As you can tell from my reflection, I chose the glossy display. The iPod nano was free after rebate as part of a college student deal.
Why I Bought It
Particularly, I picked up the lower-end 2.2GHz model with a glossy display, with my student discount. My logic was that the extra price for another 200MHz, a slightly larger hard drive and an extra 128MB of video card RAM was negligible for the types of things I use my computer for - Photoshop, coding and lots of web browsing. The MacBook Pros currently come with 2GB of RAM as standard and can be upgraded to 4GB, which is great news for people that use Parallels often. If you're looking at purchasing a MacBook Pro my advice is get the slower CPU and install loads of RAM yourself (Apple's charging over 600 to upgrade to 4GB when you can get the same RAM online for under 200).
New Tech
First off, this MacBook Pro is the first Mac to have a LED-backlit LCD display. That means crisp, vibrant whites as Engadget previously noted. Compared to my iMac there was a definite difference for certain things though. For example, on my flickrSLiDR the blues looked different with the fourth blue used (#E3F2F9) looking like light purple/lilac. Combined with a glossy display, blacks are darker and colors are more vivid. It's a great combination and excels when it comes to viewing media. Overall, I think the new LED-backlight is a welcomed update.

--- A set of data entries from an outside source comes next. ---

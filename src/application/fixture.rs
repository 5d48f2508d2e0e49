//! Declarative hierarchy description.
//!
//! ```toml
//! [[node]]
//! key = "window"
//! label = "Main window"
//! role = "container"
//! frame = { x = 0, y = 0, width = 800, height = 600 }
//!
//! [[node]]
//! key = "ok"
//! parent = "window"
//! label = "OK"
//! role = "button"
//! ```

use serde::{Deserialize, Serialize};

use crate::domain::{NodeState, Rect, Role};

#[derive(Debug, Clone, Default, PartialEq, Serialize, Deserialize)]
pub struct Fixture {
    #[serde(default, rename = "node")]
    pub nodes: Vec<FixtureNode>,
}

#[derive(Debug, Clone, PartialEq, Serialize, Deserialize)]
pub struct FixtureNode {
    /// Unique within the fixture; used for parent references and CLI lookups.
    pub key: String,
    #[serde(default)]
    pub parent: Option<String>,
    #[serde(default)]
    pub label: Option<String>,
    #[serde(default)]
    pub role: Role,
    #[serde(default)]
    pub value: Option<String>,
    #[serde(default)]
    pub hint: Option<String>,
    #[serde(default)]
    pub state: NodeState,
    #[serde(default = "default_active")]
    pub active: bool,
    #[serde(default)]
    pub frame: Rect,
}

fn default_active() -> bool {
    true
}

impl Fixture {
    pub fn parse(content: &str) -> Result<Self, toml::de::Error> {
        toml::from_str(content)
    }
}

I quickly noticed the differences between brightness settings. At the highest setting, the brightness is great and not overly bright to wash out colors but as you decrease the brightness, it gets considerably darker than its CCFL-backlit counterparts. I actually see this as a good thing. How many times have you been computing in complete darkness and wished you could have had the display darker than possible? I've been in that situation several times when watching movies in front of the TV, laptop in hand. (Usually I would resort to brightness control which does things in software, not hardware, to "control" the display's brightness.)

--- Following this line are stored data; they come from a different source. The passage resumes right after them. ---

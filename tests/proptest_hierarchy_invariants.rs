//! Property-based invariant tests for hierarchy mutation.
//!
//! Random sequences of insert / move / remove must keep:
//!
//! 1. Parent links and child lists in agreement, with no cycles or orphans.
//! 2. A failed move leaving the structure untouched.
//! 3. Every registered node freed exactly once on its way out.
//! 4. LCA of a node with its own descendant being the node itself (non-roots).

use std::collections::BTreeSet;

use a11y_hierarchy::domain::{Hierarchy, NodeId};
use a11y_hierarchy::infrastructure::StaticProjection;
use proptest::prelude::*;

// ── Helpers ─────────────────────────────────────────────────────────────

/// Node references are indices into the live node list, taken modulo its length.
#[derive(Debug, Clone)]
enum Op {
    Insert { parent: Option<usize>, index: usize },
    Move { node: usize, parent: Option<usize>, index: usize },
    Remove { node: usize, children: bool },
}

fn op_strategy() -> impl Strategy<Value = Op> {
    prop_oneof![
        3 => (proptest::option::of(0usize..64), 0usize..8)
            .prop_map(|(parent, index)| Op::Insert { parent, index }),
        2 => (0usize..64, proptest::option::of(0usize..64), 0usize..8)
            .prop_map(|(node, parent, index)| Op::Move { node, parent, index }),
        1 => (0usize..64, any::<bool>())
            .prop_map(|(node, children)| Op::Remove { node, children }),
    ]
}

fn live(h: &Hierarchy<StaticProjection>) -> Vec<NodeId> {
    h.iter().map(|n| n.id()).collect()
}

fn pick(ids: &[NodeId], at: usize) -> Option<NodeId> {
    if ids.is_empty() {
        None
    } else {
        Some(ids[at % ids.len()])
    }
}

fn snapshot(h: &Hierarchy<StaticProjection>) -> Vec<(NodeId, Option<NodeId>)> {
    h.iter().map(|n| (n.id(), n.parent())).collect()
}

/// Apply `op`; failures are allowed but must not alter the structure.
fn apply(h: &mut Hierarchy<StaticProjection>, op: &Op) -> Result<(), TestCaseError> {
    let ids = live(h);
    match *op {
        Op::Insert { parent, index } => {
            let parent = parent.and_then(|p| pick(&ids, p));
            h.insert(parent, None, index)
                .map_err(|e| TestCaseError::fail(format!("insert failed: {e}")))?;
        }
        Op::Move { node, parent, index } => {
            let Some(node) = pick(&ids, node) else {
                return Ok(());
            };
            let parent = parent.and_then(|p| pick(&ids, p));
            let before = snapshot(h);
            if h.move_node(node, parent, index).is_err() {
                prop_assert_eq!(before, snapshot(h), "failed move changed the structure");
            }
        }
        Op::Remove { node, children } => {
            if let Some(node) = pick(&ids, node) {
                h.remove(node, children)
                    .map_err(|e| TestCaseError::fail(format!("remove failed: {e}")))?;
            }
        }
    }
    Ok(())
}

// ═════════════════════════════════════════════════════════════════════════
// 1 + 2. Structure stays valid; failed moves are atomic
// ═════════════════════════════════════════════════════════════════════════

proptest! {
    #[test]
    fn random_mutations_keep_structure_valid(ops in prop::collection::vec(op_strategy(), 1..60)) {
        let mut h = Hierarchy::with_projection(StaticProjection::new());
        for op in &ops {
            apply(&mut h, op)?;
            prop_assert!(h.validate().is_ok(), "invalid after {:?}: {:?}", op, h.validate());
        }
        prop_assert_eq!(h.len(), live(&h).len());
    }
}

// ═════════════════════════════════════════════════════════════════════════
// 3. Every node freed exactly once
// ═════════════════════════════════════════════════════════════════════════

proptest! {
    #[test]
    fn every_node_freed_exactly_once(ops in prop::collection::vec(op_strategy(), 1..60)) {
        let mut h = Hierarchy::with_projection(StaticProjection::new());
        for op in &ops {
            apply(&mut h, op)?;
        }
        let allocated = h.projection().allocations();
        h.clear();

        let freed = h.projection().freed();
        let unique: BTreeSet<NodeId> = freed.iter().copied().collect();
        prop_assert_eq!(unique.len(), freed.len(), "a node was freed twice");
        prop_assert_eq!(freed.len(), allocated);
        prop_assert_eq!(h.projection().live_count(), 0);
    }
}

// ═════════════════════════════════════════════════════════════════════════
// 4. LCA with a descendant
// ═════════════════════════════════════════════════════════════════════════

proptest! {
    #[test]
    fn lca_with_descendant_is_ancestor(ops in prop::collection::vec(op_strategy(), 1..40)) {
        let mut h = Hierarchy::with_projection(StaticProjection::new());
        for op in &ops {
            apply(&mut h, op)?;
        }
        for id in live(&h) {
            for ancestor in h.ancestors(id).collect::<Vec<_>>() {
                let expected = if h.node(ancestor).map_or(true, |n| n.is_root()) {
                    None
                } else {
                    Some(ancestor)
                };
                prop_assert_eq!(h.lowest_common_ancestor(Some(id), Some(ancestor)), expected);
            }
        }
    }
}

This picture doesn't do the MacBook Pro's display any justice. You need to see it in person.
Battery Life
Moving on, the new MacBook Pros utilize Intel's Santa Rosa platform. In a nutshell, you get better battery life as it uses dynamic front side bus switching to essentially throttle the FSB when there is low CPU utilization. Combined with the LED-backlight you can expect to see a battery life increase of 30 minutes to 1 hour per charge cycle compared to the last revision of 15.4-inch MacBook Pros. In my limited testing, that left me with about 3 hours of battery life with the backlight on the highest setting while web browsing. That number can be stretched to around 4 hours by decreasing the backlight's brightness and enabling OS X's "Better Energy Savings" mode.
Temperature
One issue that has recently been going around online regards Apple applying too much thermal paste to the CPU, GPU and chipset chips which causes the system temperature to be abnormally high. Some people have reported CPU temperatures reaching as high as 84 degrees Celsius. After benchmarking my MacBook Pro many times with XBench and making Flickr Uploadr resize 1,000 10 megapixel images, I was able to kick up the CPU's temperature to 72 degrees Celsius at maximum with its idle/web browsing temperature around 56 degrees Celsius. Externally, the highest temperature I was able to record was around 52 degrees Celsius on the bottom, which is high enough to be uncomfortable on your lap for extended periods of use. So yeah, this thing does get hot. Throughout my benchmarking it remained fairly quiet. Although, I would have preferred that it got louder and cooled itself down sufficiently.
Checking the MBP's temperature at the hinge vent with an Infrared thermometer.
Overall
The updated Santa Rosa-bearing MacBook Pros are excellent machines, especially the LED-backlit 15.4-inch models (the 17-inch MBP does not yet have a LED backlight). In my eyes this thing is flawless. While it is slightly too big, in my opinion, to lug around to class everyday (that's why I've got the regular MacBook as well), I think it will make a great desktop replacement system. Next up, a Dell 30-inch display to attach to the MacBook Pro, hopefully.